そして、ここ〈モビィ・ディック〉で焦がした樽の香りみたいな上品で大人な午後が始まるのだ。
ドアの鈴がちりん、ちりんと鳴った。
ジャックは拭いていたグラスを置いて、短剣に手を伸ばしたが、おれが止めた。
「大丈夫。イヴェスだ」
残業疲れなのかこの世に悪人が多すぎるのを嘆いているのか、イヴェスはお疲れのようだ。
イヴェスは何十年も通い詰めた常連客のようにカウンター席に座ると、
「なんでもいい。強いのをくれ」
と、言ってきた。
くそっ。マジかよ。
マフィアからは絶対に賄賂を受け取らず、井戸の水だって飲むことを拒むイヴェスがジャックに酒くれって言ってる。
しかも勤務時間中の飲酒。
これはタダ事じゃねえ。
失恋したか、グリード級のヤバい事件が発生したか。
「コトレ銀行が襲われた。売り上げのほとんどを奪われ、七人が死んだ」
レリャ=レイエスとオルギンがカネを出し合ってるカジノじゃねえか。くそ。
どこかの命知らずが自分のしてることも分からず、地獄のかまどに火をくべてやがる。
そして、燃え移ったおうちの梁が落っこちる先は善良なラケッティアの頭頂部といつも決まっている。
「死者のうち、ひとりは警吏だ」
そう言って、グラスの〈命の水〉を飲み干した。
つまり、こういうことだ。
どこかの命知らずはカラヴァルヴァで最も凶悪なギャングである警察まで敵にまわしたということだ。
「手の込んだ自殺をしやがる」
「一応、アリバイをきいておこう」
「ずっとここにいたよ。朝から。パンケーキ・オイスターをどういうふうにつくるか考えてた」
「パンケーキ・オイスター?」
と、きいて、イヴェスはすげえ嫌そうな顔をした。
そうだよな。これが正常な反応ってやつだよ。
「まあ、いい」
「いいんかい?」
「今回の事件はよそ者の仕業と見ている。カラヴァルヴァの犯罪者であんな無茶をするものはいないし、あんな強力な魔法や武器を扱えるものもいない。……お前のアサシンたちはどこにいる?」
「お菓子買いに行ったけど?」
「……この二十四時間以内に見なかったか? 人間の体をたやすく両断し、ほんの数秒で骨まで焼けるような魔法を使えそうなよそ者だ」
「知らないな。見たら真っ先に伝えるよ」
と、心にもないことを言った。
見た。目玉野郎。
でも、イヴェスには悪いが、この手のことはおれらの世界で片づけるべきであって、サツの手を借りるべきではない。
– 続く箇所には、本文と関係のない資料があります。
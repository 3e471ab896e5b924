//! Errors at the transport edge
//!
//! The ring itself never fails: degenerate counts, radii and durations are
//! clamped. Only wire frames and socket sends can go wrong.

use thiserror::Error;

#[derive(Debug, Error)]
pub enum ProtocolError {
    #[error("malformed wire frame: {0}")]
    Decode(#[source] serde_json::Error),

    #[error("failed to encode wire frame: {0}")]
    Encode(#[source] serde_json::Error),

    #[error("transport send failed: {0}")]
    Send(String),
}
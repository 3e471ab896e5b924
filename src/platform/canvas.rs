//! Canvas 2D renderer

use std::f64::consts::TAU;

use wasm_bindgen::{JsCast, JsValue};
use web_sys::{CanvasRenderingContext2d, HtmlCanvasElement};

use crate::consts::{BACKGROUND_GREY, RING_STROKE_WIDTH};
use crate::renderer::{Frame, Renderer, orb_color};

pub struct CanvasRenderer {
    ctx: CanvasRenderingContext2d,
}

impl CanvasRenderer {
    pub fn new(canvas: &HtmlCanvasElement) -> Result<Self, JsValue> {
        let ctx = canvas
            .get_context("2d")?
            .ok_or_else(|| JsValue::from_str("2d context unavailable"))?
            .dyn_into::<CanvasRenderingContext2d>()?;
        Ok(Self { ctx })
    }

    fn circle(&self, x: f32, y: f32, diameter: f32) {
        self.ctx.begin_path();
        if self
            .ctx
            .arc(x as f64, y as f64, (diameter / 2.0).max(0.0) as f64, 0.0, TAU)
            .is_ok()
        {
            self.ctx.fill();
        }
    }

    fn try_draw(&self, frame: &Frame) -> Result<(), JsValue> {
        let ctx = &self.ctx;
        let grey = BACKGROUND_GREY;

        ctx.set_global_alpha(1.0);
        ctx.set_fill_style_str(&format!("rgb({grey},{grey},{grey})"));
        ctx.fill_rect(0.0, 0.0, frame.viewport.x as f64, frame.viewport.y as f64);

        if let Some(ring) = frame.ring {
            ctx.set_stroke_style_str("rgb(0,0,0)");
            ctx.set_line_width(RING_STROKE_WIDTH as f64);
            ctx.begin_path();
            ctx.ellipse(
                ring.center.x as f64,
                ring.center.y as f64,
                ring.radius_x as f64,
                ring.radius_y.max(0.0) as f64,
                0.0,
                0.0,
                TAU,
            )?;
            ctx.stroke();
        }

        // Already back to front
        for orb in &frame.orbs {
            let [r, g, b] = orb_color(orb.glow);
            ctx.set_fill_style_str(&format!("rgb({r},{g},{b})"));
            self.circle(orb.pos.x, orb.pos.y, orb.size);
        }

        ctx.set_line_cap("round");
        ctx.set_line_width(3.0);
        ctx.set_stroke_style_str("rgb(255,214,150)");
        for seg in &frame.trail {
            ctx.set_global_alpha(seg.alpha as f64);
            ctx.begin_path();
            ctx.move_to(seg.from.x as f64, seg.from.y as f64);
            ctx.line_to(seg.to.x as f64, seg.to.y as f64);
            ctx.stroke();
        }
        ctx.set_global_alpha(1.0);

        if let Some(head) = frame.head {
            ctx.set_fill_style_str("rgb(255,255,255)");
            self.circle(head.pos.x, head.pos.y, head.size);
        }

        ctx.set_fill_style_str("rgb(0,0,0)");
        for cursor in &frame.cursors {
            self.circle(cursor.pos.x, cursor.pos.y, cursor.size);
        }

        Ok(())
    }
}

impl Renderer for CanvasRenderer {
    fn draw(&mut self, frame: &Frame) {
        if let Err(e) = self.try_draw(frame) {
            log::warn!("Render error: {:?}", e);
        }
    }
}
//! Relay plumbing
//!
//! The relay itself lives outside this crate. This module only knows the
//! frames it speaks and the seam a concrete socket plugs into.

pub mod protocol;

pub use protocol::{CountMessage, CursorMessage, WireMessage};

use crate::error::ProtocolError;

/// Outbound side of a relay connection
pub trait Transport {
    fn send(&mut self, msg: &WireMessage) -> Result<(), ProtocolError>;
}

/// Broadcast the local cursor, logging rather than failing the input handler
pub fn emit_cursor<T: Transport + ?Sized>(transport: &mut T, cursor: CursorMessage) {
    if let Err(e) = transport.send(&WireMessage::Mouse(cursor)) {
        log::warn!("cursor not sent: {e}");
    }
}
そりゃ、警吏がひとり殺されてりゃ治安裁判所が怒るのは無理ないが、こっちはヤクザが六人死んでる。1対6でヤクザの勝ちだ。
とりあえずボスが集まって、話し合いだな。
レリャ=レイエスもオルギンもまさかおれが襲ったなんて思わないだろうが、それでも対策は決めておかないといかん。
骸騎士団絡みの抗争では不干渉主義決め込んで、最悪な結果を招いた。
人間、学習が大切だ。学習して次に生かす。
ひょっとすると、パンケーキ・オイスターだって学習を重ねるうちに成功するかもよ?
あはは。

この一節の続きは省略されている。